San Antonio currently has international travel to Mexico — it previously had non-stop service to Canada via Air Canada but that route ended in 2019. Seanz said some travel to Europe is possible now, however the extension of one runway from its current 8,500 feet to 10,000 would allow for larger aircraft that can travel longer distances to have the necessary space required to initiate take off.

“We’ll be able to reach parts of Southeast Asia, and we'll be able to go deep into Europe once we complete that work and we can go as far south as Antarctica for those that want to go there. If you want to get that far south,” he told council members on Wednesday.

The airport’s boundaries are landlocked, bound by Loop 410 and Highway 281 as well as private property in the surrounding area. On Wednesday, officials said there would be no need for eminent domain and any expansion would be contained in the airport's existing footprint.

Plans to pay for the cost of the plan include the issuance of debt backed by revenue generated from the airport. Under the city’s budget, the airport is considered a restricted fund which means that funds regarding the airport can’t be used for other city services or departments.. Seanz noted that when the plan began its initial drafting, the infrastructure bill being debated in congress was not on the table but now some of that funding could be available in grants, the city will apply for it.

“We couldn't have a better alignment of stars for the City of San Antonio as we embark upon this large capital development,” he said.

Members of the San Antonio city council were receptive to the plan, which some acknowledge the airport is not up to par with other major cities and can sometimes be a deterrent. District 8 Councilman Manny Pelaez said in conversations with some business leaders the airport can be an Achilles heel when it comes to setting up shop in San Antonio.
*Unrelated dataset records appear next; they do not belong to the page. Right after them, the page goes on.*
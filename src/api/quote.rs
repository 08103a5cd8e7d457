//! Quote endpoints: equity quote, trade info, metadata, market status.

use serde_json::Value;

use crate::client::NseClient;
use crate::error::Result;

impl NseClient {
    /// Price and order book snapshot for an equity.
    ///
    /// **Endpoint:** `GET /quote-equity`
    pub async fn equity_quote(&self, symbol: &str) -> Result<Value> {
        self.get_json("/quote-equity", &[("symbol", symbol)]).await
    }

    /// Delivery, market-cap and traded-value section of the equity quote.
    ///
    /// **Endpoint:** `GET /quote-equity?section=trade_info`
    pub async fn equity_trade_info(&self, symbol: &str) -> Result<Value> {
        self.get_json("/quote-equity", &[("symbol", symbol), ("section", "trade_info")])
            .await
    }

    /// Company name, ISIN, industry and listing flags.
    ///
    /// **Endpoint:** `GET /equity-meta-info`
    pub async fn equity_meta(&self, symbol: &str) -> Result<Value> {
        self.get_json("/equity-meta-info", &[("symbol", symbol)]).await
    }

    /// Open/closed state of each market segment.
    ///
    /// **Endpoint:** `GET /marketStatus`
    pub async fn market_status(&self) -> Result<Value> {
        self.get_json("/marketStatus", &[]).await
    }
}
“I'm sick of hearing that and I'm sick of losing business to other cities with better airports, but not better workforces or a better environment in which for them to do business,” he said.

San Antonio Mayor Ron Nirenberg said it would be a crucial capital investment.

“It needs to be implemented, it needs to be accelerated as much as we can, particularly in the environment that we're in with regard to post-pandemic recovery…,”he said. “We have the opportunity laid out in front of us and I happen to believe that this is probably .. one of the most, if not the most important capital investment that this community will ever make with regard to the trajectory of our economy,” he said.

The city council will consider the plan next Thursday during its regular council meeting.